Montreal, Canada – Germany have won the FIFA U-20 Women’s World Cup for a record-equalling third time after a hard-fought 1-0 win over Nigeria at Montreal’s Olympic Stadium.
Lena Petermann scored the title-winning goal eight minutes into extra time to settle a match that, like the semi-final against France, had seen the Germans outplayed for long stretches. For the second match in succession, though, the Europeans’ will to win shone through, as did the quality of goalkeeper Meike Kamper – again named player of the match.
This clash of styles and football cultures was always expected to produce an open, engaging final, and so it proved. Nigeria quickly gained a foothold and went on to dominate the first half, creating the better and more numerous chances. An inability to convert those chances was their only failing, and the most guilty party was tournament top scorer Asisat Oshoala.
The in-form striker, who had scored four times in the semi-final win over Korea DPR, was lively throughout but missed her first golden opportunity after 22 minutes. In fairness, she created the opening out of nothing, robbing Margarita Gidion, outpacing the German defence and rounding Kamper in a stunning display of speed and strength. She could not, however, find the finishing touch, managing only to shoot into the side-netting from an acute angle.
With Nigeria’s superior physical attributes a telling factor on the big Olympic Stadium pitch, it wasn’t long before more chances arrived, with Oshoala again given a sight of goal seven minutes before the break. Again, though, her sights were out, with the ball flashing wide after Chiwendo Ihezuo had done well to snatch possession from Rebecca Knaak at the byline and cut the ball back.
These were nonetheless worrying times for Germany, whose best effort had come from a Lina Magull free-kick comfortably saved by Sandra Chiichii. But Maren Meinert’s side began the second half brightly, with Theresa Panfil and Lena Petermann combining to tee up Sara Daebritz for a powerful left-foot shot that skidded into the arms of Chiichii.
Oshoala remained a constant source of danger, though, and she again came to life three minutes later, jinking in from the left wing past two German defenders. All that was lacking was the final touch, with the No4’s first effort striking a team-mate before the rebound was sliced high and wide.
However, missing chances wasn’t restricted to Oshoala and Nigeria. Germany also spurned their opportunities, with Pauline Bremer stealing in unmarked on a Sara Dabritz free-kick only to head wastefully wide. The Super Falconets then had to call on the bravery of their keeper, with Chiichii racing from her line to dive at the feet of Lena Petermann, picking up a bruised jaw in the process.
Play still tended to rage towards the other end, though, and with five minutes remaining Nigeria had the ball in the net only for their celebrations to be cut short by the assistant referee’s flag. That left extra time to settle this pulsating affair and, after Oshoala had again gone close for Nigeria, it was Germany who found a breakthrough.
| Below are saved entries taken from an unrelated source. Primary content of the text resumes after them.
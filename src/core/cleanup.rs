//! Reclaiming staged resources.
//!
//! Bulk deletion goes by kind and owner label in the protected namespace; the
//! optional verification pass then looks each staged resource up by its
//! deterministic name. Every step tolerates being repeated, so a pass that
//! fails half way is simply run again.

use std::sync::Arc;

use chrono::Utc;
use tracing::{debug, info, warn};

use super::batching::BatchingController;
use super::error::ReconcileError;
use super::job::{MoverJob, STAGED_RESOURCES_FINALIZER};
use super::models::{
    BatchingStatus, CONDITION_CLEANED_UP, Condition, ConditionStatus, JobRef, ObjectKey, Phase,
};
use super::status::{load, patch_metadata, patch_status};
use super::store::{ResourceStore, get_opt};

#[derive(Debug, Clone, PartialEq, Eq)]
pub enum CleanupOutcome {
    /// The job has not reached its transfer-done phase.
    NotReady(Option<Phase>),
    /// Cleanup already happened, or the job is gone.
    AlreadyDone,
    /// Deletes were issued but some resources still exist.
    Pending { remaining: Vec<ObjectKey> },
    Completed {
        deleted: usize,
        promoted: Vec<JobRef>,
    },
}

#[derive(Clone)]
pub struct CleanupCoordinator {
    store: Arc<dyn ResourceStore>,
    batching: BatchingController,
    verify_enabled: bool,
    conflict_retries: u32,
}

impl CleanupCoordinator {
    pub fn new(
        store: Arc<dyn ResourceStore>,
        batching: BatchingController,
        verify_enabled: bool,
        conflict_retries: u32,
    ) -> Self {
        Self {
            store,
            batching,
            verify_enabled,
            conflict_retries,
        }
    }

    /// Clean up after a finished transfer and mark the job `Completed`.
    pub async fn run<J: MoverJob>(&self, key: &JobRef) -> Result<CleanupOutcome, ReconcileError> {
        let Some(job) = load::<J>(self.store.as_ref(), key).await? else {
            return Ok(CleanupOutcome::AlreadyDone);
        };
        match job.status().phase {
            Some(Phase::Completed) => return Ok(CleanupOutcome::AlreadyDone),
            Some(phase) if phase.is_transfer_done() => {}
            other => {
                debug!(kind = J::KIND.kind, job = %key, phase = ?other, "Cleanup not ready");
                return Ok(CleanupOutcome::NotReady(other));
            }
        }

        let deleted = self.reclaim(&job).await?;
        if let Some(remaining) = self.leftovers(&job).await? {
            return Ok(CleanupOutcome::Pending { remaining });
        }

        let now = Utc::now();
        let patched = patch_status::<J, _>(self.store.as_ref(), key, self.conflict_retries, |status| {
            let Some(phase) = status.phase else {
                return false;
            };
            if !phase.is_transfer_done() {
                return false;
            }
            status.advance(Phase::Completed);
            status.set_batching(BatchingStatus::Completed);
            status.completion_timestamp.get_or_insert(now);
            status.set_condition(Condition::new(
                CONDITION_CLEANED_UP,
                ConditionStatus::True,
                "StagedResourcesDeleted",
                format!("{deleted} staged resources deleted"),
            ));
            true
        })
        .await?;

        let Some(patched) = patched else {
            return Ok(CleanupOutcome::AlreadyDone);
        };
        let phase = patched.job.status().phase;
        if phase != Some(Phase::Completed) {
            return Ok(CleanupOutcome::NotReady(phase));
        }
        if !patched.changed {
            return Ok(CleanupOutcome::AlreadyDone);
        }

        let promoted = self.batching.release(key).await;
        info!(kind = J::KIND.kind, job = %key, deleted, "Cleanup completed");
        Ok(CleanupOutcome::Completed { deleted, promoted })
    }

    /// Reclaim everything for a job being deleted, then drop its finalizer so
    /// the store can remove it.
    pub async fn teardown<J: MoverJob>(
        &self,
        key: &JobRef,
    ) -> Result<CleanupOutcome, ReconcileError> {
        let Some(job) = load::<J>(self.store.as_ref(), key).await? else {
            return Ok(CleanupOutcome::AlreadyDone);
        };
        if !job.metadata().has_finalizer(STAGED_RESOURCES_FINALIZER) {
            return Ok(CleanupOutcome::AlreadyDone);
        }

        patch_status::<J, _>(self.store.as_ref(), key, self.conflict_retries, |status| {
            status.advance(Phase::Cleanup)
        })
        .await?;

        let deleted = self.reclaim(&job).await?;
        if let Some(remaining) = self.leftovers(&job).await? {
            return Ok(CleanupOutcome::Pending { remaining });
        }

        let promoted = self.batching.release(key).await;
        patch_metadata::<J, _>(self.store.as_ref(), key, self.conflict_retries, |meta| {
            let before = meta.finalizers.len();
            meta.finalizers.retain(|f| f != STAGED_RESOURCES_FINALIZER);
            meta.finalizers.len() != before
        })
        .await?;

        info!(kind = J::KIND.kind, job = %key, deleted, "Torn down deleted job");
        Ok(CleanupOutcome::Completed { deleted, promoted })
    }

    /// Delete every staged kind by owner label. The first failure aborts.
    pub async fn reclaim<J: MoverJob>(&self, job: &J) -> Result<usize, ReconcileError> {
        let selector = job.owner_selector();
        let namespace = job.protected_namespace();
        let mut deleted = 0;
        for staged in J::staged_kinds() {
            let scope = staged.kind.scope(Some(namespace));
            let count = self
                .store
                .delete_all_of(&staged.kind, scope, &selector)
                .await
                .inspect_err(|e| {
                    warn!(job = %job.job_ref(), kind = staged.kind.kind, error = %e, "Bulk delete failed");
                })?;
            if count > 0 {
                debug!(job = %job.job_ref(), kind = staged.kind.kind, count, "Deleted staged resources");
            }
            deleted += count;
        }
        Ok(deleted)
    }

    /// Look up each staged resource by name. Returns what is still present
    /// and owned by `job`.
    pub async fn verify<J: MoverJob>(&self, job: &J) -> Result<Vec<ObjectKey>, ReconcileError> {
        let names = job.staged_names();
        let namespace = job.protected_namespace();
        let mut remaining = Vec::new();
        for staged in J::staged_kinds() {
            let Some(name) = names.name(staged.role) else {
                continue;
            };
            let scope = staged.kind.scope(Some(namespace));
            if let Some(obj) = get_opt(self.store.as_ref(), &staged.kind, scope, name).await? {
                // A namesake job's resource is not ours to wait for.
                if job.owns(&obj) {
                    remaining.push(obj.key());
                }
            }
        }
        Ok(remaining)
    }

    async fn leftovers<J: MoverJob>(
        &self,
        job: &J,
    ) -> Result<Option<Vec<ObjectKey>>, ReconcileError> {
        if !self.verify_enabled {
            return Ok(None);
        }
        let remaining = self.verify(job).await?;
        if remaining.is_empty() {
            return Ok(None);
        }
        warn!(
            job = %job.job_ref(),
            remaining = remaining.len(),
            "Staged resources survived cleanup"
        );
        Ok(Some(remaining))
    }
}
Petermann scored it, slotting home from six yards, but the plaudits went to the energetic Bremer, who had robbed left-back Gladys Abasi before driving towards the byline and delivering the perfect cutback.
Nigeria, who had given so much to the match, proved unable to respond. Germany saw out the remaining minutes with a degree of comfort and can now savour the familiar feeling of being crowned champions of the world.
Maren Meinert, Germany coach
The players and I spent the whole summer cheering on the men’s team and their success definitely motivated us. We didn’t necessarily expect to follow them and be standing here as champions, but we’re very proud – and the quality of teams we’ve beaten along the way makes us especially proud. One crucial thing today was that we played very well defensively as well as offensively, and the whole team worked hard to achieve that. We knew Nigeria were very strong and play a high-tempo game, and that there would be times when our defence was overrun. But we restricted them to only a few shots on goal, so I think we defended against them well. Every one of my girls put in 100 per cent and the win, in my opinion, is definitely deserved. We showed again today that we are strong physically and that has a lot to do with our fitness coach. But it also has a lot to do with our players’ mentality as they want to give everything until the very last minute. They know it hurts in the last 20 minutes but they keep going anyway, and today our physical strength towards the end of the match was definitely a factor.
Peter Dedevbo, Nigeria coach
There are lots of good teams in this tournament who crashed out earlier than us, whereas Nigeria – not generally seen as the best – made it all the way to the final. Today, we had enough opportunities to win this match in the first half alone. But while we had chances and didn’t take them, Germany had one chance and took it. That’s the nature of football. I’ve not spoken to the girls yet but I will tell them to take this defeat hard and learn from it because we lost this game due to tactical indiscipline. We had a great opportunity to win a World Cup with the chances we had in the first half, but we threw that chance away. Be that as our may, we did our best to redeem Nigeria’s image. I haven’t spoken to my players yet as I don’t want to say the wrong thing to them now. But I will talk to them tomorrow once everything is calm and get through the message I want to put across.